◆ **Extracted data**
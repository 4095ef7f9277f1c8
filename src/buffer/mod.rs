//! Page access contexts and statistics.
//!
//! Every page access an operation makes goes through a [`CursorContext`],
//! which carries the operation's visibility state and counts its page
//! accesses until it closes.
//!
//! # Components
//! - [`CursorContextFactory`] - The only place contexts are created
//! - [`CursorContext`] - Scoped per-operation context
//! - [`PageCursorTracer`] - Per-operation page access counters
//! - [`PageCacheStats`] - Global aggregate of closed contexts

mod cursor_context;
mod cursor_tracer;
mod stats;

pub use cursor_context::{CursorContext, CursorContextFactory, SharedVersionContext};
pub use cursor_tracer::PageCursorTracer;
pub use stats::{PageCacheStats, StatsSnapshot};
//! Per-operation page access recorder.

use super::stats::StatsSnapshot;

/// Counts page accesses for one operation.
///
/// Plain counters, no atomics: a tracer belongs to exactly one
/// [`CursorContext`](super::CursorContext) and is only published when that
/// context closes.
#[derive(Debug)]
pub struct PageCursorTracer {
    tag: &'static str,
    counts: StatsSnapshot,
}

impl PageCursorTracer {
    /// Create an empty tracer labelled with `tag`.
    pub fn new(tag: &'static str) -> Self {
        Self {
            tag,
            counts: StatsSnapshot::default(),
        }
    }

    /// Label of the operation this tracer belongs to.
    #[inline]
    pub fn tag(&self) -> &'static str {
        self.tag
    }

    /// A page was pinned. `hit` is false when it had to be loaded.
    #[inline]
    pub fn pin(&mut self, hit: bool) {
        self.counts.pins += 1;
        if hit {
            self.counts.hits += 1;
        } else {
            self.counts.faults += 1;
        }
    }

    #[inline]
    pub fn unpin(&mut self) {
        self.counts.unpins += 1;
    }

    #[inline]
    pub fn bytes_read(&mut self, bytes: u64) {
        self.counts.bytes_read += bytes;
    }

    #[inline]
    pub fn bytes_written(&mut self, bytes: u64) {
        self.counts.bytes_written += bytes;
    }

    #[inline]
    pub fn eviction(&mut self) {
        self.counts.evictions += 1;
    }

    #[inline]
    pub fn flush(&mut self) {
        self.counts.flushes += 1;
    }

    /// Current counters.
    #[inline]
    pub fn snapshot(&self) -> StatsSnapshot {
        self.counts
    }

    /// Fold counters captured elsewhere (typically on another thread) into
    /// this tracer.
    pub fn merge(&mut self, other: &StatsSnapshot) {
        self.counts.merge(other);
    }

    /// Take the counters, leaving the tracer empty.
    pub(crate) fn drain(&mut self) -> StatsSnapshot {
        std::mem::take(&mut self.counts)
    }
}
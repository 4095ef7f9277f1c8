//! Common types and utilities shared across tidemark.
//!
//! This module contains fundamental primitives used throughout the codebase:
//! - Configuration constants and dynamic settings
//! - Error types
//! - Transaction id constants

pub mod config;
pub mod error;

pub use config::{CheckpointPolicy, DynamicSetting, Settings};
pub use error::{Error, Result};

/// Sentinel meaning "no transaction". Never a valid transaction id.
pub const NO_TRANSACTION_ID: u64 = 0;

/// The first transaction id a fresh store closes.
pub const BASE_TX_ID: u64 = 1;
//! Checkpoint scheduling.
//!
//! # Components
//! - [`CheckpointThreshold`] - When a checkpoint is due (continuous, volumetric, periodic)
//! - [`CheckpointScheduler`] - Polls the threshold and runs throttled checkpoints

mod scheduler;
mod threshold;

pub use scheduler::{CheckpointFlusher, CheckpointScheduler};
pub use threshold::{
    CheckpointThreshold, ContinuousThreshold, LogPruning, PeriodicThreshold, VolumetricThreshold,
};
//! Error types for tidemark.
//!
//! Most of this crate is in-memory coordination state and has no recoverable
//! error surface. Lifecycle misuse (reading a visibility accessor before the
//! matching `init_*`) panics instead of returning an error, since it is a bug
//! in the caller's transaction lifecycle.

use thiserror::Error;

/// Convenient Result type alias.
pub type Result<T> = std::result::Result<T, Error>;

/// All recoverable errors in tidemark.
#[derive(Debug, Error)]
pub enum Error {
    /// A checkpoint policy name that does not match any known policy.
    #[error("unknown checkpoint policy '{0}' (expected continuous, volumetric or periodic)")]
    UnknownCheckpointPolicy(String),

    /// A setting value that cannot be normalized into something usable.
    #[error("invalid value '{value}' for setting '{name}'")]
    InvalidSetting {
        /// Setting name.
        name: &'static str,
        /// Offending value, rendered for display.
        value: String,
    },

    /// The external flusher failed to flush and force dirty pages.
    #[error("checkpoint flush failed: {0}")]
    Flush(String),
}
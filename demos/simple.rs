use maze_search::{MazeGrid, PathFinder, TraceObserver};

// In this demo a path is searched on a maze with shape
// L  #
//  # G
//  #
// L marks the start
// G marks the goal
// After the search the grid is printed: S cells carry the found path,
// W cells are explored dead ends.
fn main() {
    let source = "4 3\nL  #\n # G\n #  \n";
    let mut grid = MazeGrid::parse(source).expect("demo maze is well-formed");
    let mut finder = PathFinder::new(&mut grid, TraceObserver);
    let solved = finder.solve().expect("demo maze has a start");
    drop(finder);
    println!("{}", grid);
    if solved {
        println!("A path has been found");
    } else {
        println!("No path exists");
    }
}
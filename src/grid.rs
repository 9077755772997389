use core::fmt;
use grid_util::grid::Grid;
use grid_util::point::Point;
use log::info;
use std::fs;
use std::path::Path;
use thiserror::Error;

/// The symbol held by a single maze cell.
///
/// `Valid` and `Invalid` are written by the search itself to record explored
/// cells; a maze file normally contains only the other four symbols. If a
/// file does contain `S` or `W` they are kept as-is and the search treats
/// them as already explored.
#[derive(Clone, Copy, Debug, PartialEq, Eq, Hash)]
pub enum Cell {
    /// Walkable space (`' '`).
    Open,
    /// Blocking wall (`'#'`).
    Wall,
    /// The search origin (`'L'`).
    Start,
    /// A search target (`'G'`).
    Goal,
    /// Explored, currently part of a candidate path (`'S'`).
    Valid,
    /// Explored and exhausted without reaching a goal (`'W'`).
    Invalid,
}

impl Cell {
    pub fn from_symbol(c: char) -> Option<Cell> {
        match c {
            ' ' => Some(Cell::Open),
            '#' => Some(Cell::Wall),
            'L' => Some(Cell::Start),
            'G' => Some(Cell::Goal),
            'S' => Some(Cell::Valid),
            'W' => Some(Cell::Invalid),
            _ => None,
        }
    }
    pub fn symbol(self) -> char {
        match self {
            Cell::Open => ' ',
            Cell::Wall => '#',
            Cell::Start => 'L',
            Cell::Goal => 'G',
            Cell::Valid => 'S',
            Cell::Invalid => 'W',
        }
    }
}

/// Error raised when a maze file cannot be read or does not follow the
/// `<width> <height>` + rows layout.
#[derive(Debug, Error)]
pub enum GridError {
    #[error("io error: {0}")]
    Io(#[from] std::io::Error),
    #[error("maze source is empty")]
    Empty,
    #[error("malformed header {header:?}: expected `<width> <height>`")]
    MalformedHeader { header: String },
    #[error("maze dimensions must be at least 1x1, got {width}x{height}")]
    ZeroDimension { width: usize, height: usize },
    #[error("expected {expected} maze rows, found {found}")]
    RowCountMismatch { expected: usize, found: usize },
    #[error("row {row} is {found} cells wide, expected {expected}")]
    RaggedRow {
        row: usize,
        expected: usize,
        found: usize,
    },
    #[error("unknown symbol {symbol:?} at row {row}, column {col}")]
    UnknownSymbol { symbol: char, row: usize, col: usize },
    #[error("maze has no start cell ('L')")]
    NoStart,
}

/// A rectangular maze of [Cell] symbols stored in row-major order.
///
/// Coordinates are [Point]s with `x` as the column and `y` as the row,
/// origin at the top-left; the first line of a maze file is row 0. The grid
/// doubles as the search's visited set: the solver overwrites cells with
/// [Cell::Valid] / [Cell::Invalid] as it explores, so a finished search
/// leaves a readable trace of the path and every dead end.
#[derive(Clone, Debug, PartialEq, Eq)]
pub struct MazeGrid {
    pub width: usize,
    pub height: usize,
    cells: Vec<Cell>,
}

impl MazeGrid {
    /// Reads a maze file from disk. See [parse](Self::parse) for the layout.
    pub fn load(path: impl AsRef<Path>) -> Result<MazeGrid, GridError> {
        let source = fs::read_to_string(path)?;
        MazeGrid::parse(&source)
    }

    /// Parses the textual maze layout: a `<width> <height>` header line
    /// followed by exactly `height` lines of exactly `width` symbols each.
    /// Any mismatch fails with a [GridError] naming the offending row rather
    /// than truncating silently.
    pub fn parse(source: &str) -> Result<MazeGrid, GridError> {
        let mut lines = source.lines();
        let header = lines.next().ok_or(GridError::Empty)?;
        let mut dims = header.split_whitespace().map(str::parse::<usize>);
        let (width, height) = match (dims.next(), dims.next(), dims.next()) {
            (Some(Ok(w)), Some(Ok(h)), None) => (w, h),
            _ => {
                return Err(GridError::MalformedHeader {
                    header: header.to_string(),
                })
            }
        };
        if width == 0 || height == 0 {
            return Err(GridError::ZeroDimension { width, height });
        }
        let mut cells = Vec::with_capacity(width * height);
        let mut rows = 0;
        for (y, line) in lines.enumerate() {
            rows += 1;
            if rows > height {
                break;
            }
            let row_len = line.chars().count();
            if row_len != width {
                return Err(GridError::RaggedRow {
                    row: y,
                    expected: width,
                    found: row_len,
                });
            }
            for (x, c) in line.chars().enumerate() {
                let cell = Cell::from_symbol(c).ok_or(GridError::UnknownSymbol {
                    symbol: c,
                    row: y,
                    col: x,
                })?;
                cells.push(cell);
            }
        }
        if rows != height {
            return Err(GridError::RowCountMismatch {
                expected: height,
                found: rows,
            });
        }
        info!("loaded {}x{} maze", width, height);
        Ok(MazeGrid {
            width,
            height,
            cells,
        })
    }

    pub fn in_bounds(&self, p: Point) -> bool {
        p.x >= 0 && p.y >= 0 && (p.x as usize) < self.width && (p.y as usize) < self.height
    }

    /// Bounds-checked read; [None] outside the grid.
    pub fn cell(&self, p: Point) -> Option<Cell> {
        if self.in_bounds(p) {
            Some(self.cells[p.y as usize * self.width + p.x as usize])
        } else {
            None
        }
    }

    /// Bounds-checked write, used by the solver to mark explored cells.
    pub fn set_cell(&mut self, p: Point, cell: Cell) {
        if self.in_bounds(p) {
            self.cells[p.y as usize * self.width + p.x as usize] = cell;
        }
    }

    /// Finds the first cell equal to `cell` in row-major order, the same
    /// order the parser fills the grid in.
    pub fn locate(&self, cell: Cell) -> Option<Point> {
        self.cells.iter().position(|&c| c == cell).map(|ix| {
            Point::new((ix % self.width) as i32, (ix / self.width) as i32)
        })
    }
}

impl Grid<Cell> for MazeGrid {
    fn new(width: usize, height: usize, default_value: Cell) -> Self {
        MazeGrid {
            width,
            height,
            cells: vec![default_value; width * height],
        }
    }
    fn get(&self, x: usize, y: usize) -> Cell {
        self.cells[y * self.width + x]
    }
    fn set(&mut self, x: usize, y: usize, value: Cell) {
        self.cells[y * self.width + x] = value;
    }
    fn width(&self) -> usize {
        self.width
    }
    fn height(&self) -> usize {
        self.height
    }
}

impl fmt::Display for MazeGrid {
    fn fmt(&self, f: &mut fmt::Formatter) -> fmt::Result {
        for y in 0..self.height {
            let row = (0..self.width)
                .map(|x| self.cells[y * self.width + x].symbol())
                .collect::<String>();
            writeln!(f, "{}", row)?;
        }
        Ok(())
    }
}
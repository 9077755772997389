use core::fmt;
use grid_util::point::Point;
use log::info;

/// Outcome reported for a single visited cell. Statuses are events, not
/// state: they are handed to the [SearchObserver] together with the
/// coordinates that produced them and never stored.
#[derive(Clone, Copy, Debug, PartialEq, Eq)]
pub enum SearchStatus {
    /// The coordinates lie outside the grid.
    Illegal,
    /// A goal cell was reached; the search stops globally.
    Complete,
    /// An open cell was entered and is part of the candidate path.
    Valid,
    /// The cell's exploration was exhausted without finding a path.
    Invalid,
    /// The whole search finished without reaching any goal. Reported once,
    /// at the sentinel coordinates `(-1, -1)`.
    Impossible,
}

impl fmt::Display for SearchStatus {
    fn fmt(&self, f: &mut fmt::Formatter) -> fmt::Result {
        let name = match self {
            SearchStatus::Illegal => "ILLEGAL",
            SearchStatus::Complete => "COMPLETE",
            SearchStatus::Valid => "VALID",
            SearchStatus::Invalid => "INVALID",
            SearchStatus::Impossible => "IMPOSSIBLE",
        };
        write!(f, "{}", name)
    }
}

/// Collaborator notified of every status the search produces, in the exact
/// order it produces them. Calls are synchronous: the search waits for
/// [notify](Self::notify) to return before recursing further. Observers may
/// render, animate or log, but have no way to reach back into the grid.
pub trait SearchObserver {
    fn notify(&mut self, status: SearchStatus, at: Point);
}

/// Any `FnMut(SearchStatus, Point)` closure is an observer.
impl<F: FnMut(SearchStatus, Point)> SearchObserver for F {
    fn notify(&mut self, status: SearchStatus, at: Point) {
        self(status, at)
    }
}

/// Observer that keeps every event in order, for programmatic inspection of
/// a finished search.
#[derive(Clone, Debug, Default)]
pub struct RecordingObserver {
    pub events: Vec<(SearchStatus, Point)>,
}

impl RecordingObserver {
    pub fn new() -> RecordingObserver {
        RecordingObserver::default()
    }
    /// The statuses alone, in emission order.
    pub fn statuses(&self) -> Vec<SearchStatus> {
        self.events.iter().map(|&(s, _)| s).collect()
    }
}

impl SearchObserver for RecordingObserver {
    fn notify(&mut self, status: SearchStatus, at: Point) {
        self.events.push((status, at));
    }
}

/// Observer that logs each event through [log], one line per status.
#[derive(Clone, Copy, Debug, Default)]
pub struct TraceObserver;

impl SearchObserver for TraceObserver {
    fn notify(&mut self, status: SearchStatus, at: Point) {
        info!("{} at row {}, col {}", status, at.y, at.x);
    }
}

◆ **Exercise requirements**
The range runs from the line above containing "Result type alias." to the line containing "any known policy.", inclusive. Restate those lines word for word and no others.

◆ **Exercise solution**
/// Convenient Result type alias.
pub type Result<T> = std::result::Result<T, Error>;

/// All recoverable errors in tidemark.
#[derive(Debug, Error)]
pub enum Error {
    /// A checkpoint policy name that does not match any known policy.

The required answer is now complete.